Most companies selling insect protein bars aim their products toward the health-concious and paleo dieters whose meals are heavy in protein, but Senzu wants to get insect alternatives in all households and thinks cookies might be a palatable beginner snack.
“We’re not stopping there,” Delgado said. “We’re not just thinking about active people, but also people with nutritional deficiencies.”
Their hope is that a child would be more interested in eating a cookie for certain nutrients instead of taking vitamins.
Those squeamish about bugs might be comforted to know that all of the trio’s products conceal any insect anatomy, and do not have an identifiable unique “bug” taste.
“You are not going to see antennae,” Delgado said. “It is going to be processed into the food.”
Recently, they brought the protein bars to some friends who are CrossFit enthusiasts to test the products. At first, they did not tell them about their secret ingredient.
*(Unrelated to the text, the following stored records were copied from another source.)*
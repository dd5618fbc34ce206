//! Volume and driver configuration types.

use std::collections::BTreeMap;
use std::fmt;
use std::path::PathBuf;
use std::time::Duration;

use serde::{Deserialize, Serialize};
use serde_json::{Map, Value};

use crate::error::{DriverError, Result};
use crate::share::ShareLocator;

/// Free-form options passed through to volume creation.
pub type VolumeOptions = Map<String, Value>;

/// Server-side identity of a volume.
///
/// Uses the PascalCase keys of the Docker volume plugin protocol.
#[derive(Debug, Clone, Default, PartialEq, Eq, Serialize, Deserialize)]
#[serde(rename_all = "PascalCase")]
pub struct VolumeMetadata {
    /// Volume name
    pub name: String,
    /// Opaque identifier assigned by the storage service
    #[serde(default, skip_serializing_if = "Option::is_none")]
    pub id: Option<String>,
    /// Mountpoint as reported by the storage service
    #[serde(default, skip_serializing_if = "Option::is_none")]
    pub mountpoint: Option<String>,
}

impl VolumeMetadata {
    /// Metadata carrying only a name.
    pub fn named(name: impl Into<String>) -> Self {
        Self {
            name: name.into(),
            ..Default::default()
        }
    }
}

/// Typed view of the configuration map the storage service keeps per volume.
///
/// Known keys are validated while decoding; everything else is kept in
/// `extra` untouched.
#[derive(Debug, Clone, Default, PartialEq, Serialize, Deserialize)]
#[serde(try_from = "Map<String, Value>", into = "Map<String, Value>")]
pub struct VolumeConfig {
    /// NFS export backing the volume (`nfs_share`)
    pub share: Option<ShareLocator>,
    /// Whether the export existed before the storage service adopted it (`isPreexisting`)
    pub is_preexisting: Option<bool>,
    /// Owner to apply to a freshly provisioned volume
    pub uid: Option<String>,
    /// Group to apply to a freshly provisioned volume
    pub gid: Option<String>,
    /// Remaining keys
    pub extra: BTreeMap<String, Value>,
}

const KEY_SHARE: &str = "nfs_share";
const KEY_PREEXISTING: &str = "isPreexisting";
const KEY_UID: &str = "uid";
const KEY_GID: &str = "gid";

impl VolumeConfig {
    /// Config for a volume backed by `share`.
    pub fn for_share(share: ShareLocator) -> Self {
        Self {
            share: Some(share),
            ..Default::default()
        }
    }

    /// Mark the volume as pre-existing or freshly provisioned.
    pub fn with_preexisting(mut self, preexisting: bool) -> Self {
        self.is_preexisting = Some(preexisting);
        self
    }

    /// Set ownership hints.
    pub fn with_owner(mut self, uid: Option<&str>, gid: Option<&str>) -> Self {
        self.uid = uid.map(str::to_string);
        self.gid = gid.map(str::to_string);
        self
    }

    /// Permission change attach applies to a new mount directory.
    ///
    /// Only freshly provisioned volumes (`isPreexisting == false`) get their
    /// permissions touched. An absent flag counts as pre-existing.
    pub fn permission_policy(&self) -> PermissionPolicy {
        match self.is_preexisting {
            Some(false) => {
                if self.uid.is_some() || self.gid.is_some() {
                    PermissionPolicy::Chown(Owner {
                        uid: self.uid.clone(),
                        gid: self.gid.clone(),
                    })
                } else {
                    PermissionPolicy::WorldWritable
                }
            }
            _ => PermissionPolicy::Preserve,
        }
    }
}

fn owner_field(key: &str, value: Value) -> Result<String> {
    let id = match value {
        Value::String(s) => s,
        Value::Number(n) if n.is_u64() => n.to_string(),
        other => {
            return Err(DriverError::MalformedMetadata(format!(
                "config key '{}' must be a string or non-negative integer, got {}",
                key, other
            )))
        }
    };
    if id.is_empty() || id.contains(':') || id.chars().any(char::is_whitespace) {
        return Err(DriverError::MalformedMetadata(format!(
            "config key '{}' has invalid value '{}'",
            key, id
        )));
    }
    Ok(id)
}

impl TryFrom<Map<String, Value>> for VolumeConfig {
    type Error = DriverError;

    fn try_from(map: Map<String, Value>) -> Result<Self> {
        let mut config = VolumeConfig::default();

        for (key, value) in map {
            match key.as_str() {
                KEY_SHARE => match value {
                    Value::String(s) => config.share = Some(ShareLocator::parse(&s)?),
                    Value::Null => {}
                    other => {
                        return Err(DriverError::MalformedMetadata(format!(
                            "config key '{}' must be a string, got {}",
                            KEY_SHARE, other
                        )))
                    }
                },
                KEY_PREEXISTING => match value {
                    Value::Bool(b) => config.is_preexisting = Some(b),
                    Value::Null => {}
                    other => {
                        return Err(DriverError::MalformedMetadata(format!(
                            "config key '{}' must be a boolean, got {}",
                            KEY_PREEXISTING, other
                        )))
                    }
                },
                KEY_UID if !value.is_null() => config.uid = Some(owner_field(KEY_UID, value)?),
                KEY_GID if !value.is_null() => config.gid = Some(owner_field(KEY_GID, value)?),
                KEY_UID | KEY_GID => {}
                _ => {
                    config.extra.insert(key, value);
                }
            }
        }

        Ok(config)
    }
}

impl From<VolumeConfig> for Map<String, Value> {
    fn from(config: VolumeConfig) -> Self {
        let mut map: Map<String, Value> = config.extra.into_iter().collect();
        if let Some(share) = config.share {
            map.insert(KEY_SHARE.into(), Value::String(share.to_string()));
        }
        if let Some(preexisting) = config.is_preexisting {
            map.insert(KEY_PREEXISTING.into(), Value::Bool(preexisting));
        }
        if let Some(uid) = config.uid {
            map.insert(KEY_UID.into(), Value::String(uid));
        }
        if let Some(gid) = config.gid {
            map.insert(KEY_GID.into(), Value::String(gid));
        }
        map
    }
}

/// Ownership target for `chown`.
#[derive(Debug, Clone, PartialEq, Eq)]
pub struct Owner {
    pub uid: Option<String>,
    pub gid: Option<String>,
}

impl fmt::Display for Owner {
    fn fmt(&self, f: &mut fmt::Formatter<'_>) -> fmt::Result {
        match (&self.uid, &self.gid) {
            (Some(uid), Some(gid)) => write!(f, "{}:{}", uid, gid),
            (Some(uid), None) => write!(f, "{}", uid),
            (None, Some(gid)) => write!(f, ":{}", gid),
            (None, None) => Ok(()),
        }
    }
}

/// Permission change applied to a mount directory before mounting.
#[derive(Debug, Clone, PartialEq, Eq)]
pub enum PermissionPolicy {
    /// Leave ownership and mode alone
    Preserve,
    /// Change ownership
    Chown(Owner),
    /// `chmod 0777`
    WorldWritable,
}

/// Mode applied by [`PermissionPolicy::WorldWritable`].
pub const WORLD_WRITABLE_MODE: u32 = 0o777;

/// Connection settings for the remote storage API.
#[derive(Debug, Clone, Serialize, Deserialize)]
#[serde(default)]
pub struct RemoteConfig {
    /// Base URL of the storage API (e.g., "http://ubiquity:9999/ubiquity_storage")
    pub storage_api_url: String,
    /// Backend name used as the first path segment
    pub backend: String,
    /// NFS client export specification sent with every create request
    pub client_config: String,
    /// Per-request timeout in seconds
    pub request_timeout_secs: u64,
}

impl Default for RemoteConfig {
    fn default() -> Self {
        Self {
            storage_api_url: "http://localhost:9999/ubiquity_storage".to_string(),
            backend: "spectrum-scale-nfs".to_string(),
            client_config: String::new(),
            request_timeout_secs: 30,
        }
    }
}

impl RemoteConfig {
    /// Check required fields.
    pub fn validate(&self) -> Result<()> {
        if self.storage_api_url.is_empty() {
            return Err(DriverError::InvalidConfig("storage_api_url is required".into()));
        }
        if self.backend.is_empty() {
            return Err(DriverError::InvalidConfig("backend is required".into()));
        }
        if self.client_config.is_empty() {
            return Err(DriverError::InvalidConfig("client_config is required".into()));
        }
        if self.request_timeout_secs == 0 {
            return Err(DriverError::InvalidConfig("request_timeout_secs must be greater than 0".into()));
        }
        Ok(())
    }

    /// Request timeout as a duration.
    pub fn request_timeout(&self) -> Duration {
        Duration::from_secs(self.request_timeout_secs)
    }
}

/// Local mount settings.
#[derive(Debug, Clone, Serialize, Deserialize)]
#[serde(default)]
pub struct MountConfig {
    /// Directory under which shares are mounted
    pub root: PathBuf,
    /// Prefix privileged commands with sudo
    pub use_sudo: bool,
    /// NFS mount options (e.g., "vers=4.1,soft,timeo=100")
    pub options: String,
    /// Per-command timeout in seconds
    pub command_timeout_secs: u64,
    /// Mount table to probe
    pub mounts_file: PathBuf,
}

impl Default for MountConfig {
    fn default() -> Self {
        Self {
            root: PathBuf::from("/mnt"),
            use_sudo: true,
            options: String::new(),
            command_timeout_secs: 60,
            mounts_file: PathBuf::from("/proc/mounts"),
        }
    }
}

impl MountConfig {
    /// Check required fields.
    pub fn validate(&self) -> Result<()> {
        if !self.root.is_absolute() {
            return Err(DriverError::InvalidConfig(format!(
                "mount root {} must be an absolute path",
                self.root.display()
            )));
        }
        if self.command_timeout_secs == 0 {
            return Err(DriverError::InvalidConfig("command_timeout_secs must be greater than 0".into()));
        }
        Ok(())
    }

    /// Command timeout as a duration.
    pub fn command_timeout(&self) -> Duration {
        Duration::from_secs(self.command_timeout_secs)
    }
}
“You can’t tell if the bugs are in there or not,” said one of their testers, Yasdier Lyon Esteban. “I was like, ‘What is this? Wow,’ but they’re really good. As a protein source, it seems weird, but once you look into it, it seems like a really good alternative.”
So far, a favorite has been the peanut-butter protein bar (with cricket), which both Delgado and Garza prefer.
“The reaction has been positive in terms of the idea and taste,” Delgado said.
Now that most of their menu is finalized, the entrepreneurs will work to get the business legally established and FDA-approved. They also want to soon launch a Kickstarter campaign to generate funding and interest.
“We want to build a community of people’s support,” Garza said. “We want to get people involved so they can follow our products and feel part of it.”
Once the business is established, they say they hope to start out selling online and then through Amazon.com and at athletic events.
The plan is to also sell the bars in natural-food stores and CrossFit-type gyms — places that draw people mindful of a healthy lifestyle.
But their biggest caveat will be getting buyers past the “ew” factor of snacking on insects.
“The challenge is that you have to get the idea into people’s minds,” Garza said. “A lot of our marketing is about education. We want people to know it’s a better source of protein with more nutritional value and better costs.”